2011 Autumn Statement
BUSINESS TAX
Corporation tax rates
In accordance with the plans announced in March the main rate of corporation tax will fall from 26% to 25% from 1 April 2012. The small company rate is 20% and there has been no announcement of the rate for next year.
Enterprise Investment Scheme (EIS)
Changes announced in the March Budget are due to come into effect on 6 April 2012. These are:
- the maximum amount that an individual can invest in total in a tax year rises from £500,000 to £1m.
- the maximum funds that a company can receive under EIS rises from £2m to £10m
- the size of a company that can benefit from EIS (subject to meeting all the qualifications) is increased to £15m gross assets and fewer than 250 employees.

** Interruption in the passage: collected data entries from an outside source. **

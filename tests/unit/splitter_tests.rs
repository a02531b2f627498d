/*!
 * Tests for chunk splitting
 */

use chapterflow::app_config::SplitterConfig;
use chapterflow::translation::splitter::{ChunkSplitter, SENTENCE_DELIMITER};

use crate::common::small_splitter;

#[test]
fn test_split_shouldReassembleToInput() {
    let splitter = small_splitter();
    let text = "First sentence here. Second one. A third, slightly longer sentence. End.";

    let chunks = splitter.split(text);

    assert!(chunks.len() > 1);
    assert_eq!(chunks.concat(), text);
}

#[test]
fn test_split_shouldKeepDelimiterWithSentence() {
    let splitter = small_splitter();
    let chunks = splitter.split("Short one. Another short. Last");

    for chunk in &chunks[..chunks.len() - 1] {
        assert!(chunk.ends_with(SENTENCE_DELIMITER), "chunk {:?} lost its delimiter", chunk);
    }
}

#[test]
fn test_split_withTextUnderSoftLimit_shouldYieldOneChunk() {
    let splitter = ChunkSplitter::default();
    let text = "A short chapter. Only two sentences.";
    assert_eq!(splitter.split(text), vec![text.to_string()]);
}

#[test]
fn test_split_withoutDelimiters_shouldRespectHardLimit() {
    let splitter = small_splitter();
    let text = "x".repeat(95);

    let chunks = splitter.split(&text);

    assert!(chunks.iter().all(|c| c.chars().count() <= splitter.hard_limit()));
    assert_eq!(chunks.len(), 10);
    assert_eq!(chunks.concat(), text);
}

#[test]
fn test_split_withMultibyteText_shouldCountChars() {
    let splitter = ChunkSplitter::new(&SplitterConfig {
        soft_limit: 4,
        hard_limit: 6,
        slice_size: 3,
    });
    let text = "日本語のテキストです";

    let chunks = splitter.split(text);

    assert_eq!(chunks, vec!["日本語", "のテキ", "ストで", "す"]);
}

#[test]
fn test_split_withWhitespaceOnly_shouldYieldNothing() {
    assert!(small_splitter().split("  \n  ").is_empty());
}

#[test]
fn test_split_shouldBeDeterministic() {
    let splitter = small_splitter();
    let text = "One. Two. Three. Four. Five. Six. Seven. Eight.";
    assert_eq!(splitter.split(text), splitter.split(text));
}

#[test]
fn test_checkHardLimit_withOversizedChunk_shouldReportLength() {
    let splitter = small_splitter();
    let overflow = splitter.check_hard_limit(&"y".repeat(41)).unwrap_err();
    assert_eq!(overflow.length, 41);
    assert_eq!(overflow.limit, 40);
    assert!(splitter.check_hard_limit(&"y".repeat(40)).is_ok());
}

A number of other changes were announced in the Autumn Statement:
- the rules which identify individuals who are deemed to be connected to the company are to be relaxed in some circumstances
- the £1m per company limit that currently applies for Venture Capital Trusts will be removed
- anti-avoidance rules will be introduced to exclude companies set up for the purpose of obtaining the relief, and to exclude the purchase of shares in another company
- investment in Feed-in-Tariffs will be excluded.

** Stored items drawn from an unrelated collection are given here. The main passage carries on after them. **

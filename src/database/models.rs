/*!
 * Database entity models.
 *
 * These structures map directly to database tables. Domain types are
 * converted to and from them at the store boundary.
 */

use serde::{Deserialize, Serialize};

/// Row of the `jobs` table
#[derive(Debug, Clone, PartialEq, Serialize, Deserialize)]
pub struct JobRecord {
    /// Job identifier
    pub id: String,
    /// Who submitted the job
    pub submitter_id: String,
    /// Lifecycle status as its snake_case name
    pub status: String,
    /// Priority 1..=4
    pub priority: i64,
    /// Creation timestamp (RFC 3339)
    pub created_at: String,
    /// Last update timestamp (RFC 3339)
    pub updated_at: String,
    /// Full job snapshot as JSON
    pub payload: String,
}

/// Row of the `translation_cache` table
#[derive(Debug, Clone, PartialEq, Serialize, Deserialize)]
pub struct CacheRecord {
    /// Fingerprint of (text, source, target, engine)
    pub fingerprint: String,
    /// Cached translation
    pub translated_text: String,
    /// Creation timestamp (RFC 3339)
    pub created_at: String,
    /// Expiry as unix milliseconds
    pub expires_at: i64,
    /// Number of lookups served
    pub hit_count: i64,
}

impl CacheRecord {
    /// Whether the record is still valid at the given unix milliseconds
    pub fn is_live_at(&self, now_ms: i64) -> bool {
        self.expires_at > now_ms
    }
}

Seed Enterprise Investment Scheme (SEIS)
This is a new relief which will be introduced from 6 April 2012. It will provide income tax relief at 50% in respect of investment in a small company whose total assets before the investment are less than £200,000. The relief will be limited to investments of up to £150,000 in each company and a maximum of £100,000 investment for an individual. In addition an individual who makes a capital gain in 2012/13 and reinvests some or all of the gain in a SEIS company in the same year will obtain exemption from CGT for the sum invested.
Comment
This relief will encourage business angels or perhaps family members to invest in small enterprises and obtain a tax refund of half their investment. The details of the conditions which the recipient company will have to meet are not yet known.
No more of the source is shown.